- Task goal:
State how many lines in this listing include the word "about", and nothing else.

- Extracted material:
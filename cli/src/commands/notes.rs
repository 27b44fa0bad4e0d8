use std::sync::Arc;

use anyhow::Result;
use clap::{Args, Subcommand};
use errors::{ApiErrorKind, NoteError};
use jt_core::{Dialog, NoteId, NotesApi};
use notes::{NoteCollection, Outcome};
use serde_json::json;

use crate::app::App;
use crate::dialog::{PresetDialog, TerminalDialog};
use crate::output;
use crate::ux_error;

#[derive(Subcommand)]
pub enum NotesCommand {
    #[command(about = "List notes")]
    List(NotesListArgs),

    #[command(about = "Show one note")]
    Show(NotesShowArgs),

    #[command(about = "Create a note")]
    Add(NotesAddArgs),

    #[command(about = "Edit a note")]
    Edit(NotesEditArgs),

    #[command(about = "Delete a note")]
    Delete(NotesDeleteArgs),

    #[command(about = "Email a note")]
    Email(NotesEmailArgs),

    #[command(about = "Show note counts")]
    Stats(NotesStatsArgs),
}

#[derive(Args)]
pub struct NotesListArgs {
    /// Only favorite notes
    #[arg(long, conflicts_with = "search")]
    pub favorites: bool,

    /// Server-side keyword search
    #[arg(short, long)]
    pub search: Option<String>,

    /// Output as JSON
    #[arg(long)]
    pub json: bool,
}

#[derive(Args)]
pub struct NotesShowArgs {
    /// Note ID
    pub id: String,

    /// Output as JSON
    #[arg(long)]
    pub json: bool,
}

#[derive(Args)]
pub struct NotesAddArgs {
    /// Note title
    pub title: String,

    /// Note content
    #[arg(short, long, default_value = "")]
    pub content: String,

    /// Mark as favorite
    #[arg(short, long)]
    pub favorite: bool,

    /// Output as JSON
    #[arg(long)]
    pub json: bool,
}

#[derive(Args)]
pub struct NotesEditArgs {
    /// Note ID
    pub id: String,

    /// New title
    #[arg(short, long)]
    pub title: Option<String>,

    /// New content
    #[arg(short, long)]
    pub content: Option<String>,

    /// Set or clear the favorite flag
    #[arg(short, long)]
    pub favorite: Option<bool>,

    /// Output as JSON
    #[arg(long)]
    pub json: bool,
}

#[derive(Args)]
pub struct NotesDeleteArgs {
    /// Note ID
    pub id: String,

    /// Skip confirmation prompt
    #[arg(short, long)]
    pub yes: bool,
}

#[derive(Args)]
pub struct NotesEmailArgs {
    /// Note ID
    pub id: String,

    /// Destination address (prompted when omitted)
    #[arg(long)]
    pub to: Option<String>,
}

#[derive(Args)]
pub struct NotesStatsArgs {
    /// Output as JSON
    #[arg(long)]
    pub json: bool,
}

pub async fn run(app: &App, cmd: NotesCommand) -> Result<()> {
    app.require_principal()?;
    match cmd {
        NotesCommand::List(args) => run_list(app, args).await,
        NotesCommand::Show(args) => run_show(app, args).await,
        NotesCommand::Add(args) => run_add(app, args).await,
        NotesCommand::Edit(args) => run_edit(app, args).await,
        NotesCommand::Delete(args) => run_delete(app, args).await,
        NotesCommand::Email(args) => run_email(app, args).await,
        NotesCommand::Stats(args) => run_stats(app, args).await,
    }
}

async fn run_list(app: &App, args: NotesListArgs) -> Result<()> {
    let collection = app.collection(Arc::new(TerminalDialog));
    let loaded = if let Some(keyword) = &args.search {
        collection.search(keyword).await
    } else if args.favorites {
        collection.toggle_favorites_view().await
    } else {
        collection.load().await
    };
    loaded.map_err(explain(app))?;

    let notes = collection.notes();
    if args.json {
        println!("{}", serde_json::to_string_pretty(&notes)?);
        return Ok(());
    }

    output::header(&collection.view().title());
    output::note_list(&notes, None);
    Ok(())
}

async fn run_show(app: &App, args: NotesShowArgs) -> Result<()> {
    let id = NoteId::new(args.id);
    let note = match app.notes.get_note(&app.session(), &id).await {
        Ok(note) => note,
        Err(e) if e.status() == Some(404) => {
            return Err(ux_error::note_not_found(id.as_str()).into());
        }
        Err(e) => return Err(explain(app)(NoteError::api("Failed to load note", e))),
    };

    if args.json {
        println!("{}", serde_json::to_string_pretty(&note)?);
    } else {
        output::note_detail(&note);
    }
    Ok(())
}

async fn run_add(app: &App, args: NotesAddArgs) -> Result<()> {
    let collection = app.collection(Arc::new(TerminalDialog));
    collection.new_note();
    collection.set_title(args.title);
    collection.set_content(args.content);
    collection.set_favorite(args.favorite);
    let note = collection.save().await.map_err(explain(app))?;

    if args.json {
        println!("{}", serde_json::to_string_pretty(&note)?);
    } else {
        output::success(&format!("Created note {} \"{}\"", note.id, note.title));
    }
    Ok(())
}

async fn run_edit(app: &App, args: NotesEditArgs) -> Result<()> {
    if args.title.is_none() && args.content.is_none() && args.favorite.is_none() {
        output::hint("Nothing to change. Pass --title, --content or --favorite.");
        return Ok(());
    }

    let collection = app.collection(Arc::new(TerminalDialog));
    select(app, &collection, &args.id).await?;
    if let Some(title) = args.title {
        collection.set_title(title);
    }
    if let Some(content) = args.content {
        collection.set_content(content);
    }
    if let Some(favorite) = args.favorite {
        collection.set_favorite(favorite);
    }
    let note = collection.save().await.map_err(explain(app))?;

    if args.json {
        println!("{}", serde_json::to_string_pretty(&note)?);
    } else {
        output::success(&format!("Updated note {} \"{}\"", note.id, note.title));
    }
    Ok(())
}

async fn run_delete(app: &App, args: NotesDeleteArgs) -> Result<()> {
    let dialog: Arc<dyn Dialog> = if args.yes {
        Arc::new(PresetDialog {
            confirm: true,
            answer: None,
        })
    } else {
        Arc::new(TerminalDialog)
    };
    let collection = app.collection(dialog);
    select(app, &collection, &args.id).await?;

    match collection.delete().await.map_err(explain(app))? {
        Outcome::Completed => output::success(&format!("Deleted note {}", args.id)),
        Outcome::Aborted => output::info("Delete cancelled."),
    }
    Ok(())
}

async fn run_email(app: &App, args: NotesEmailArgs) -> Result<()> {
    let dialog: Arc<dyn Dialog> = match args.to {
        Some(to) => Arc::new(PresetDialog {
            confirm: true,
            answer: Some(to),
        }),
        None => Arc::new(TerminalDialog),
    };
    let collection = app.collection(dialog);
    select(app, &collection, &args.id).await?;

    match collection.email().await.map_err(explain(app))? {
        Outcome::Completed => {
            if let Some(notice) = collection.notice() {
                output::success(&notice);
            }
        }
        Outcome::Aborted => output::info("No address given. Nothing sent."),
    }
    Ok(())
}

async fn run_stats(app: &App, args: NotesStatsArgs) -> Result<()> {
    let stats = app
        .notes
        .stats(&app.session())
        .await
        .map_err(|e| explain(app)(NoteError::api("Failed to load statistics", e)))?;

    if args.json {
        let output = json!({
            "userEmail": stats.user_email,
            "totalNotes": stats.total_notes,
            "favoriteNotes": stats.favorite_notes,
        });
        println!("{}", serde_json::to_string_pretty(&output)?);
    } else {
        output::stats(&stats);
    }
    Ok(())
}

/// Load all notes and select `id`, failing when it is not listed.
async fn select(app: &App, collection: &NoteCollection, id: &str) -> Result<()> {
    collection.load().await.map_err(explain(app))?;
    if collection.select(&NoteId::new(id)) {
        Ok(())
    } else {
        Err(ux_error::note_not_found(id).into())
    }
}

/// Turn a controller error into a user-facing one.
fn explain(app: &App) -> impl Fn(NoteError) -> anyhow::Error + '_ {
    move |err| match &err {
        NoteError::Api { source, .. } if source.kind() == ApiErrorKind::NoResponse => {
            ux_error::server_not_connected(app.notes.pipeline().base_url().as_str()).into()
        }
        NoteError::Api { source, .. } => {
            ux_error::note_action_failed(&err.to_string(), Some(source)).into()
        }
        _ => ux_error::note_action_failed(&err.to_string(), None).into(),
    }
}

- Response:
7